Check the busy status of the OpenVG core

Hello,

Is there a way to check the (gpu/state machine?) status on openVG?

Currently the only way I have to synchronize is vgFinish which will stall the CPU and it cannot by used by my application. I need a mechanism to poll the state without blocking, such:

rslt = vgIsFinish();

Or getting a callback when finished… if it is done I can swap buffers and render the next frame other wise I can check later.

Thanks in advance.

You don’t need to worry about when rendering is complete, the swap handles presentation and synchronization.

You can explicitly flush a context with vgFlush() if you’d like, but a swap has an explicit flush. The swap will block until it’s safe to start issuing rendering commands again. This could before the previous frame has completed rendering. But it will ensure your not rendering to a buffer which is currently being displayed.

There normally lots of mechanism under the cover to do this kind of synchronization, but it’s not necessary for applications by any means since the implementation can always handle all the synchronization that’s required.

Keep in mind however, some implementation might be more optimal then others, allowing greater overlap of resources.

Well, the thing is I am working in part of the implementation, I cannot afford to wait any blocking function since I would be wasting precious CPU time on doing nothing. Since I am the one swapping the buffers directly, I was wondering if there was a standard mechanism of checking the status using the API or I had to drill down to the system to get an IRQ or something else to get that status flag. I guess I just can do the latest.

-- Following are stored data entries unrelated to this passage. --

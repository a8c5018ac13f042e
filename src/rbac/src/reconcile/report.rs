//! Counts reported by reconciliation runs

use serde::Serialize;
use std::fmt;

/// Result of `permissions:seed`
#[derive(Debug, Clone, Copy, Default, PartialEq, Eq, Serialize)]
pub struct PermissionSeedReport {
    pub added: u64,
    pub found: u64,
}

/// Result of `permissions:sync`
#[derive(Debug, Clone, Copy, Default, PartialEq, Eq, Serialize)]
pub struct PermissionSyncReport {
    pub deleted: u64,
    pub created: u64,
}

/// Existing/added pair for one table
#[derive(Debug, Clone, Copy, Default, PartialEq, Eq, Serialize)]
pub struct Tally {
    pub existing: u64,
    pub added: u64,
}

/// Result of `roles:seed`
#[derive(Debug, Clone, Copy, Default, PartialEq, Eq, Serialize)]
pub struct RoleSeedReport {
    pub roles: Tally,
    pub permissions: Tally,
}

/// Result of `roles:sync`
#[derive(Debug, Clone, Copy, Default, PartialEq, Eq, Serialize)]
pub struct RoleSyncReport {
    pub roles_deleted: u64,
    pub roles_added: u64,
    pub permissions: Tally,
}

impl fmt::Display for PermissionSeedReport {
    fn fmt(&self, f: &mut fmt::Formatter<'_>) -> fmt::Result {
        writeln!(f, "Permissions seeding completed")?;
        writeln!(f, "  - Added: {} new permissions", self.added)?;
        write!(f, "  - Found: {} existing permissions", self.found)
    }
}

impl fmt::Display for PermissionSyncReport {
    fn fmt(&self, f: &mut fmt::Formatter<'_>) -> fmt::Result {
        writeln!(f, "Permissions synchronization completed")?;
        writeln!(f, "  - Deleted: {} permissions", self.deleted)?;
        write!(f, "  - Total: {} permissions", self.created)
    }
}

impl fmt::Display for RoleSeedReport {
    fn fmt(&self, f: &mut fmt::Formatter<'_>) -> fmt::Result {
        writeln!(f, "Roles and permissions seeding completed")?;
        writeln!(f, "  - Roles:")?;
        writeln!(f, "    * Existing: {}", self.roles.existing)?;
        writeln!(f, "    * Added: {}", self.roles.added)?;
        writeln!(f, "  - Permissions:")?;
        writeln!(f, "    * Existing: {}", self.permissions.existing)?;
        write!(f, "    * Added: {}", self.permissions.added)
    }
}

impl fmt::Display for RoleSyncReport {
    fn fmt(&self, f: &mut fmt::Formatter<'_>) -> fmt::Result {
        writeln!(f, "Roles sync completed")?;
        writeln!(f, "  - Roles:")?;
        writeln!(f, "    * Deleted: {}", self.roles_deleted)?;
        writeln!(f, "    * Added: {}", self.roles_added)?;
        writeln!(f, "  - Permissions:")?;
        writeln!(f, "    * Existing: {}", self.permissions.existing)?;
        write!(f, "    * Added: {}", self.permissions.added)
    }
}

If you doing the implementation, you shouldn’t be calling eglSwapBuffers(), only applications should be doing this. The implementation of eglSwapBuffers() should tie into platform/OS specific code which handles synchronization and the actual buffer swap. In the implementation of this, you should make use of the OpenVG driver’s internals to handle synchronization. How this is handled, depends on the windowing system, driver etc.

If your aiming for something optimal, you want to ensure eglSwapBuffers() will only block the application as long as it needs too. This allows it to start queue rendering commands while the GPU is busy. But you also need to ensure it doesn’t return before it’s safe to do so. Driver’s absolutely need a mechanism to know when rendering is complete, popular mechanisms are callbacks, or blocking function calls. If it’s a blocking function call, you can have a thread block waiting for rendering to complete prior to doing the actual swap, so you can return early on the eglSwapBuffers().